В целом ингибиторы ПЦР присутствуют в большинстве жидкостей организма и реагентах, используемых для клинико-диагностических исследований (мочевина в моче, гемоглобин и гепарин в крови), пищевых добавках (органические компоненты, гликоген, жир, ионы Са2+) и компонентах окружающей среды (фенолы). , тяжелые металлы)

Более распространенные ингибиторы ПЦР можно обнаружить в бактериях и эукариотических клетках, немишеневой ДНК, ДНК-связывающих макромолекулах тканевых матриц и лабораторном оборудовании, таком как перчатки и пластик. Очистка нуклеиновых кислот во время или после экстракции является предпочтительным методом удаления ингибиторов ПЦР.

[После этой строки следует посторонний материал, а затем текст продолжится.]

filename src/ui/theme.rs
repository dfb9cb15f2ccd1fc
//! Colour palette and text styles used across the UI.

use ratatui::style::{Color, Modifier, Style};

/// Central theme — change colours here and they propagate everywhere.
pub struct Theme;

impl Theme {
    // ── sheet ──────────────────────────────────────────────────
    pub fn handle_style() -> Style {
        Style::default()
            .fg(Color::Cyan)
            .bg(Color::DarkGray)
            .add_modifier(Modifier::BOLD)
    }

    pub fn handle_grabbed_style() -> Style {
        Style::default()
            .fg(Color::Black)
            .bg(Color::Cyan)
            .add_modifier(Modifier::BOLD)
    }

    pub fn sheet_body_style() -> Style {
        Style::default().fg(Color::White)
    }

    pub fn sheet_title_style() -> Style {
        Style::default()
            .fg(Color::Cyan)
            .add_modifier(Modifier::BOLD)
    }

    // ── page behind the sheet ──────────────────────────────────
    pub fn page_text_style() -> Style {
        Style::default().fg(Color::Gray)
    }

    // ── chrome ─────────────────────────────────────────────────
    pub fn border_style() -> Style {
        Style::default().fg(Color::Gray)
    }

    pub fn title_style() -> Style {
        Style::default()
            .fg(Color::Green)
            .add_modifier(Modifier::BOLD)
    }

    pub fn status_bar_style() -> Style {
        Style::default().bg(Color::DarkGray).fg(Color::White)
    }
}
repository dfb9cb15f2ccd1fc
//! Application orchestration — state management, event loop, and input handling.

pub mod event;
pub mod handler;
pub mod state;
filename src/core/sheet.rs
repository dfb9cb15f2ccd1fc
//! Sheet state machine — collapsed/extended tracking and snap-on-release.
//!
//! The sheet is a boolean at heart: collapsed or extended.  While a drag is
//! in flight the clamped translation feeds through [`Sheet::apply`], which
//! flips the flag whenever the sheet is pinned at either end of its travel.
//! On release the offset ratio decides which rest position to snap to.

use super::geometry::{Edge, Translation};

/// Rest position the sheet should animate toward after a release or toggle.
#[derive(Debug, Clone, Copy, PartialEq, Eq)]
pub enum SnapTarget {
    Collapsed,
    Extended,
}

impl SnapTarget {
    pub fn is_extended(self) -> bool {
        matches!(self, SnapTarget::Extended)
    }
}

/// Collapsed/extended state plus the most recent drag position.
#[derive(Debug, Clone, Copy)]
pub struct Sheet {
    extended: bool,
    /// Travel ratio of the last applied translation: 0.0 at the collapsed
    /// rest position, 1.0 fully extended.
    ratio: f64,
}

impl Default for Sheet {
    fn default() -> Self {
        Self {
            extended: false,
            ratio: 0.0,
        }
    }
}

impl Sheet {
    pub fn new() -> Self {
        Self::default()
    }

    pub fn is_extended(&self) -> bool {
        self.extended
    }

    pub fn ratio(&self) -> f64 {
        self.ratio
    }

    /// Track a drag position.  Hitting either travel limit flips the
    /// extended flag immediately; interior positions leave it untouched.
    pub fn apply(&mut self, translation: Translation) {
        self.ratio = translation.ratio();
        match translation.edge() {
            Edge::Collapsed => self.extended = false,
            Edge::Extended => self.extended = true,
            Edge::Interior => {}
        }
    }

    /// End a drag: snap to extended when the sheet was dragged at least
    /// `threshold` of the way there, back to collapsed otherwise.
    ///
    /// A release without any recorded movement holds `ratio` at the current
    /// rest position, so the sheet snaps back to where it already is.
    pub fn release(&mut self, threshold: f64) -> SnapTarget {
        let target = if self.ratio >= threshold {
            SnapTarget::Extended
        } else {
            SnapTarget::Collapsed
        };
        self.settle(target);
        target
    }

    /// Flip between the two rest positions.
    pub fn toggle(&mut self) -> SnapTarget {
        let target = if self.extended {
            SnapTarget::Collapsed
        } else {
            SnapTarget::Extended
        };
        self.settle(target);
        target
    }

    fn settle(&mut self, target: SnapTarget) {
        self.extended = target.is_extended();
        self.ratio = if self.extended { 1.0 } else { 0.0 };
    }
}

#[cfg(test)]
mod tests {
    use super::*;
    use crate::core::geometry::{Coordinate, Translator};

    const THRESHOLD: f64 = 0.5;

    fn translator() -> Translator {
        Translator::new(Coordinate::new(0.0, 20.0), 80.0, 10.0)
    }

    fn drag_to(sheet: &mut Sheet, row: f64) {
        sheet.apply(translator().translate(Coordinate::new(0.0, row)));
    }

    #[test]
    fn starts_collapsed() {
        let sheet = Sheet::new();
        assert!(!sheet.is_extended());
        assert_eq!(sheet.ratio(), 0.0);
    }

    #[test]
    fn release_past_threshold_snaps_extended() {
        let mut sheet = Sheet::new();
        drag_to(&mut sheet, 13.0); // ratio 0.7
        assert_eq!(sheet.release(THRESHOLD), SnapTarget::Extended);
        assert!(sheet.is_extended());
        assert_eq!(sheet.ratio(), 1.0);
    }

    #[test]
    fn release_short_of_threshold_snaps_collapsed() {
        let mut sheet = Sheet::new();
        drag_to(&mut sheet, 17.0); // ratio 0.3
        assert_eq!(sheet.release(THRESHOLD), SnapTarget::Collapsed);
        assert!(!sheet.is_extended());
        assert_eq!(sheet.ratio(), 0.0);
    }

    #[test]
    fn release_exactly_at_threshold_snaps_extended() {
        let mut sheet = Sheet::new();
        drag_to(&mut sheet, 15.0); // ratio 0.5
        assert_eq!(sheet.release(THRESHOLD), SnapTarget::Extended);
    }

    #[test]
    fn release_without_movement_keeps_current_state() {
        let mut sheet = Sheet::new();
        assert_eq!(sheet.release(THRESHOLD), SnapTarget::Collapsed);

        sheet.toggle();
        assert_eq!(sheet.release(THRESHOLD), SnapTarget::Extended);
        assert!(sheet.is_extended());
    }

    #[test]
    fn dragging_to_either_limit_flips_the_flag_mid_drag() {
        let mut sheet = Sheet::new();
        drag_to(&mut sheet, 5.0); // pinned at the extended limit
        assert!(sheet.is_extended());

        drag_to(&mut sheet, 15.0); // interior: flag untouched
        assert!(sheet.is_extended());

        drag_to(&mut sheet, 25.0); // pinned at the collapsed limit
        assert!(!sheet.is_extended());
    }

    #[test]
    fn toggle_alternates_rest_positions() {
        let mut sheet = Sheet::new();
        assert_eq!(sheet.toggle(), SnapTarget::Extended);
        assert_eq!(sheet.toggle(), SnapTarget::Collapsed);
        assert!(!sheet.is_extended());
    }
}
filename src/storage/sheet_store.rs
use anyhow::{Context, Result};
use sqlx::{Row, SqlitePool};

use crate::io::Sheet;

use super::{RemoteStore, MIGRATION_001_SHEET};

/// A spreadsheet kept in SQLite: one table, one JSON-encoded row per sheet row.
pub struct SheetStore {
    pool: SqlitePool,
}

impl SheetStore {
    /// Create a new store with the given SQLite connection pool.
    pub fn new(pool: SqlitePool) -> Self {
        Self { pool }
    }

    /// Connect to a SQLite database URL.
    pub async fn connect(database_url: &str) -> Result<Self> {
        let pool = SqlitePool::connect(database_url)
            .await
            .context("Failed to connect to sheet database")?;
        Ok(Self::new(pool))
    }

    /// Run database migrations.
    pub async fn migrate(&self) -> Result<()> {
        sqlx::query(MIGRATION_001_SHEET)
            .execute(&self.pool)
            .await
            .context("Failed to run migration 001")?;
        Ok(())
    }

    /// Initialize a sheet database (connect + migrate).
    pub async fn init(database_url: &str) -> Result<Self> {
        let store = Self::connect(database_url).await?;
        store.migrate().await?;
        Ok(store)
    }

    /// Open the sheet stored at `path`, creating the file if needed.
    pub async fn open(path: &str) -> Result<Self> {
        Self::init(&format!("sqlite:{}?mode=rwc", path)).await
    }

    fn decode_cells(row: &sqlx::sqlite::SqliteRow) -> Result<Vec<String>> {
        let index: i64 = row.get("row_index");
        let cells: String = row.get("cells");
        serde_json::from_str(&cells).with_context(|| format!("Sheet row {} is not a cell list", index))
    }
}

impl RemoteStore for SheetStore {
    async fn read(&self) -> Result<Sheet> {
        let rows = sqlx::query("SELECT row_index, cells FROM sheet_rows ORDER BY row_index")
            .fetch_all(&self.pool)
            .await
            .context("Failed to read sheet rows")?;

        let mut rows = rows.iter().map(Self::decode_cells);
        let headers = match rows.next() {
            Some(headers) => headers?,
            None => return Ok(Sheet::default()),
        };
        let rows = rows.collect::<Result<Vec<_>>>()?;

        tracing::debug!(rows = rows.len(), "read remote sheet");
        Ok(Sheet { headers, rows })
    }

    async fn write(&self, sheet: &Sheet) -> Result<()> {
        let mut tx = self
            .pool
            .begin()
            .await
            .context("Failed to start sheet write")?;

        sqlx::query("DELETE FROM sheet_rows")
            .execute(&mut *tx)
            .await
            .context("Failed to clear sheet")?;

        for (index, cells) in std::iter::once(&sheet.headers).chain(&sheet.rows).enumerate() {
            sqlx::query("INSERT INTO sheet_rows (row_index, cells) VALUES (?, ?)")
                .bind(index as i64)
                .bind(serde_json::to_string(cells)?)
                .execute(&mut *tx)
                .await
                .context("Failed to write sheet row")?;
        }

        tx.commit().await.context("Failed to commit sheet write")?;

        tracing::debug!(rows = sheet.rows.len(), "wrote remote sheet");
        Ok(())
    }
}
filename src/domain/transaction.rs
use chrono::NaiveDate;
use serde::{Deserialize, Serialize};

use super::Amount;

/// Model recorded when the customer's phone model was not given.
pub const UNKNOWN_MODEL: &str = "N/A";

#[derive(Debug, Clone, Copy, PartialEq, Eq, PartialOrd, Ord, Hash, Serialize, Deserialize)]
pub enum Category {
    /// Labor: repairs, flashing, unlocking
    #[serde(rename = "Job/Service")]
    JobService,
    /// A physical part sold over the counter
    #[serde(rename = "Spare/Good")]
    SpareGood,
}

impl Category {
    pub fn as_str(&self) -> &'static str {
        match self {
            Category::JobService => "Job/Service",
            Category::SpareGood => "Spare/Good",
        }
    }

    pub fn from_str(s: &str) -> Option<Self> {
        match s.trim().to_lowercase().as_str() {
            "job/service" | "jobservice" | "job" | "service" => Some(Category::JobService),
            "spare/good" | "sparegood" | "spare" | "good" => Some(Category::SpareGood),
            _ => None,
        }
    }
}

impl std::fmt::Display for Category {
    fn fmt(&self, f: &mut std::fmt::Formatter<'_>) -> std::fmt::Result {
        write!(f, "{}", self.as_str())
    }
}

/// A single sale or service event.
/// Transactions are never edited in place; a wrong entry is removed and recorded again.
#[derive(Debug, Clone, PartialEq, Eq, Hash, Serialize, Deserialize)]
pub struct Transaction {
    pub date: NaiveDate,
    /// Uppercased phone model, `N/A` when unknown
    pub model: String,
    /// Title-cased item or service name
    pub item: String,
    pub category: Category,
    pub price: Amount,
}

impl Transaction {
    /// Build a transaction from already-normalized fields.
    pub fn new(
        date: NaiveDate,
        model: impl Into<String>,
        item: impl Into<String>,
        category: Category,
        price: Amount,
    ) -> Self {
        let model = model.into();
        Self {
            date,
            model: if model.trim().is_empty() {
                UNKNOWN_MODEL.to_string()
            } else {
                model
            },
            item: item.into(),
            category,
            price,
        }
    }
}

/// Uppercase and trim a phone model; blank input becomes `N/A`.
pub fn normalize_model(raw: &str) -> String {
    let model = raw.trim().to_uppercase();
    if model.is_empty() {
        UNKNOWN_MODEL.to_string()
    } else {
        model
    }
}

/// Trim and title-case an item name.
/// A letter is uppercased when it starts a word (follows anything that is not a letter),
/// all other letters are lowercased: "lcd screen" -> "Lcd Screen", "a10s" -> "A10S".
pub fn normalize_item(raw: &str) -> String {
    let mut out = String::with_capacity(raw.len());
    let mut prev_is_letter = false;
    for ch in raw.trim().chars() {
        if ch.is_alphabetic() {
            if prev_is_letter {
                out.extend(ch.to_lowercase());
            } else {
                out.extend(ch.to_uppercase());
            }
            prev_is_letter = true;
        } else {
            out.push(ch);
            prev_is_letter = false;
        }
    }
    out
}
use std::collections::HashSet;

use super::Transaction;

/// The ordered collection of transactions for one business.
/// Insertion order is the only ordering the ledger guarantees.
#[derive(Debug, Clone, Default, PartialEq, Eq)]
pub struct Ledger {
    records: Vec<Transaction>,
}

impl Ledger {
    pub fn new() -> Self {
        Self::default()
    }

    pub fn from_records(records: Vec<Transaction>) -> Self {
        Self { records }
    }

    pub fn records(&self) -> &[Transaction] {
        &self.records
    }

    pub fn len(&self) -> usize {
        self.records.len()
    }

    pub fn is_empty(&self) -> bool {
        self.records.is_empty()
    }

    pub fn last(&self) -> Option<&Transaction> {
        self.records.last()
    }

    /// Append a record. Appending never deduplicates.
    pub fn append(&mut self, record: Transaction) -> &Transaction {
        self.records.push(record);
        &self.records[self.records.len() - 1]
    }

    /// Remove the most recently appended record. Empty ledgers are left alone.
    pub fn delete_last(&mut self) -> Option<Transaction> {
        self.records.pop()
    }

    /// Discard the current contents and install `records` verbatim.
    pub fn replace(&mut self, records: Vec<Transaction>) {
        self.records = records;
    }

    /// Merge `records` into the ledger, dropping exact full-row duplicates.
    /// Returns the number of records that were added.
    pub fn merge(&mut self, records: Vec<Transaction>) -> usize {
        let before = self.records.len();
        self.records = merge_records(std::mem::take(&mut self.records), records);
        self.records.len() - before
    }
}

/// Union of two record sequences with whole-row deduplication.
///
/// Existing records are kept in their original order, including repeats that were
/// appended on purpose. Incoming records follow in input order, and each one is dropped
/// when an identical record already appears earlier in the combined sequence.
pub fn merge_records(existing: Vec<Transaction>, incoming: Vec<Transaction>) -> Vec<Transaction> {
    let mut seen: HashSet<Transaction> = existing.iter().cloned().collect();
    let mut merged = existing;

    for record in incoming {
        if seen.insert(record.clone()) {
            merged.push(record);
        }
    }

    merged
}
use chrono::{NaiveDate, NaiveDateTime};

use crate::domain::{
    merge_records, normalize_item, normalize_model, Category, Ledger, Transaction,
};
use crate::io::{ImportResult, Sheet};
use crate::storage::RemoteStore;

use super::reporting::{self, RankEntry, RankKey, RevenueReport};
use super::{AppError, ImportError, ValidationError};

/// How an imported snapshot is combined with the current ledger.
#[derive(Debug, Clone, Copy, PartialEq, Eq)]
pub enum ImportMode {
    /// Discard the ledger and install the snapshot (restore from backup)
    Replace,
    /// Smart merge: keep the ledger, add rows it does not already have
    Merge,
}

/// Outcome of a remote sync
#[derive(Debug, Clone, PartialEq, Eq)]
pub struct SyncResult {
    pub pulled: ImportResult,
    pub pushed: usize,
}

/// Application service owning the ledger for one business.
/// This is the primary interface for any client (CLI, API, TUI, etc.).
#[derive(Debug, Default)]
pub struct LedgerService {
    ledger: Ledger,
}

impl LedgerService {
    /// Create a service with an empty ledger.
    pub fn new() -> Self {
        Self::default()
    }

    // ========================
    // Recording
    // ========================

    /// Validate raw input and append one transaction dated `now`.
    pub fn record_transaction(
        &mut self,
        raw_model: &str,
        raw_item: &str,
        category: Category,
        raw_price: i64,
        now: NaiveDateTime,
    ) -> Result<Transaction, ValidationError> {
        let model = normalize_model(raw_model);
        let item = normalize_item(raw_item);

        if item.is_empty() || raw_price <= 0 {
            return Err(ValidationError::MissingFields);
        }

        let record = Transaction::new(now.date(), model, item, category, raw_price as u64);
        let stored = self.ledger.append(record).clone();

        tracing::info!(
            item = %stored.item,
            model = %stored.model,
            category = %stored.category,
            price = stored.price,
            "recorded transaction"
        );
        Ok(stored)
    }

    /// Remove the most recent transaction, if any.
    pub fn delete_last(&mut self) -> Option<Transaction> {
        let removed = self.ledger.delete_last();
        if let Some(record) = &removed {
            tracing::info!(item = %record.item, date = %record.date, "deleted last transaction");
        }
        removed
    }

    // ========================
    // Snapshots
    // ========================

    /// Read-only view of the ledger in insertion order.
    pub fn records(&self) -> &[Transaction] {
        self.ledger.records()
    }

    pub fn len(&self) -> usize {
        self.ledger.len()
    }

    pub fn is_empty(&self) -> bool {
        self.ledger.is_empty()
    }

    /// Full copy of the ledger for serialization.
    pub fn export_snapshot(&self) -> Vec<Transaction> {
        self.ledger.records().to_vec()
    }

    /// The ledger in its wire layout.
    pub fn export_sheet(&self) -> Sheet {
        Sheet::from_records(self.ledger.records())
    }

    /// Install already-parsed records. Returns how many records were installed or added.
    pub fn import_snapshot(&mut self, records: Vec<Transaction>, mode: ImportMode) -> usize {
        let count = match mode {
            ImportMode::Replace => {
                let count = records.len();
                self.ledger.replace(records);
                count
            }
            ImportMode::Merge => self.ledger.merge(records),
        };
        tracing::info!(?mode, count, total = self.ledger.len(), "imported snapshot");
        count
    }

    /// Decode a raw table and import it.
    /// A schema mismatch rejects the whole table and leaves the ledger untouched.
    pub fn import_sheet(&mut self, sheet: &Sheet, mode: ImportMode) -> Result<ImportResult, AppError> {
        let decoded = sheet.decode()?;
        let received = decoded.records.len();

        for issue in &decoded.issues {
            tracing::warn!(line = issue.line, field = ?issue.field, "skipped row: {}", issue.error);
        }

        let imported = self.import_snapshot(decoded.records, mode);

        Ok(ImportResult {
            imported,
            duplicates: received - imported,
            skipped: decoded.issues.len(),
            errors: decoded.issues,
        })
    }

    /// What `import_sheet` would do, without changing the ledger.
    pub fn preview_sheet(&self, sheet: &Sheet, mode: ImportMode) -> Result<ImportResult, ImportError> {
        let decoded = sheet.decode()?;
        let received = decoded.records.len();

        let imported = match mode {
            ImportMode::Replace => received,
            ImportMode::Merge => {
                merge_records(self.export_snapshot(), decoded.records).len() - self.ledger.len()
            }
        };

        Ok(ImportResult {
            imported,
            duplicates: received - imported,
            skipped: decoded.issues.len(),
            errors: decoded.issues,
        })
    }

    // ========================
    // Remote store
    // ========================

    /// Read the remote sheet and import it.
    /// On failure the local ledger is kept as it is and `RemoteUnavailable` is returned,
    /// so the caller can carry on locally.
    pub async fn pull<R: RemoteStore>(
        &mut self,
        remote: &R,
        mode: ImportMode,
    ) -> Result<ImportResult, AppError> {
        let sheet = match remote.read().await {
            Ok(sheet) => sheet,
            Err(err) => {
                tracing::warn!("remote read failed, keeping local ledger: {err:#}");
                return Err(AppError::RemoteUnavailable(err));
            }
        };
        self.import_sheet(&sheet, mode)
    }

    /// Overwrite the remote sheet with the ledger.
    /// The in-memory ledger is never rolled back when the write fails.
    pub async fn push<R: RemoteStore>(&self, remote: &R) -> Result<usize, AppError> {
        let sheet = self.export_sheet();
        remote.write(&sheet).await.map_err(|err| {
            tracing::error!("remote write failed: {err:#}");
            AppError::RemoteUnavailable(err)
        })?;
        tracing::info!(rows = sheet.rows.len(), "pushed ledger to remote");
        Ok(sheet.rows.len())
    }

    /// Merge the remote sheet into the ledger, then write the result back.
    /// This is a plain read-then-write; a concurrent writer in between is overwritten.
    pub async fn sync<R: RemoteStore>(&mut self, remote: &R) -> Result<SyncResult, AppError> {
        let pulled = self.pull(remote, ImportMode::Merge).await?;
        let pushed = self.push(remote).await?;
        Ok(SyncResult { pulled, pushed })
    }

    // ========================
    // Reports
    // ========================

    pub fn transactions_between(&self, start: NaiveDate, end: NaiveDate) -> Vec<Transaction> {
        reporting::filter_by_range(self.records(), start, end)
    }

    pub fn revenue_report(&self, start: NaiveDate, end: NaiveDate) -> RevenueReport {
        reporting::revenue_report(self.records(), start, end)
    }

    /// Ranking over `start..=end`, truncated to `limit` groups when given.
    pub fn ranking(
        &self,
        start: NaiveDate,
        end: NaiveDate,
        key: RankKey,
        limit: Option<usize>,
    ) -> Vec<RankEntry> {
        let in_range = reporting::filter_by_range(self.records(), start, end);
        let mut ranking = reporting::rank_by_frequency(&in_range, key);
        if let Some(limit) = limit {
            ranking.truncate(limit);
        }
        ranking
    }
}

Сегодня различное автоматизированное экстракционное оборудование может заменить многие ручные протоколы, но 100%-е извлечение и/или очистка целей никогда не были достигнуты. Потенциальные ингибиторы могут все еще присутствовать в очищенных нуклеиновых кислотах или уже вступили в силу. Существуют различные стратегии снижения воздействия ингибиторов. Выбор подходящей полимеразы может оказать существенное влияние на активность ингибитора. Другими проверенными методами снижения ингибирования ПЦР являются увеличение концентрации полимеразы или применение добавок, таких как BSA.
Ингибирование реакций ПЦР можно продемонстрировать с помощью внутреннего контроля качества процесса (IPC).
Необходимо позаботиться о том, чтобы удалить все реагенты и другие растворы в наборе для экстракции, такие как этанол, ЭДТА, ЦЕТАБ, LiCl, GuSCN, ДСН, изопропанол и фенол, из изолята нуклеиновой кислоты путем тщательной промывки. В зависимости от концентрации они могут активировать или ингибировать ПЦР.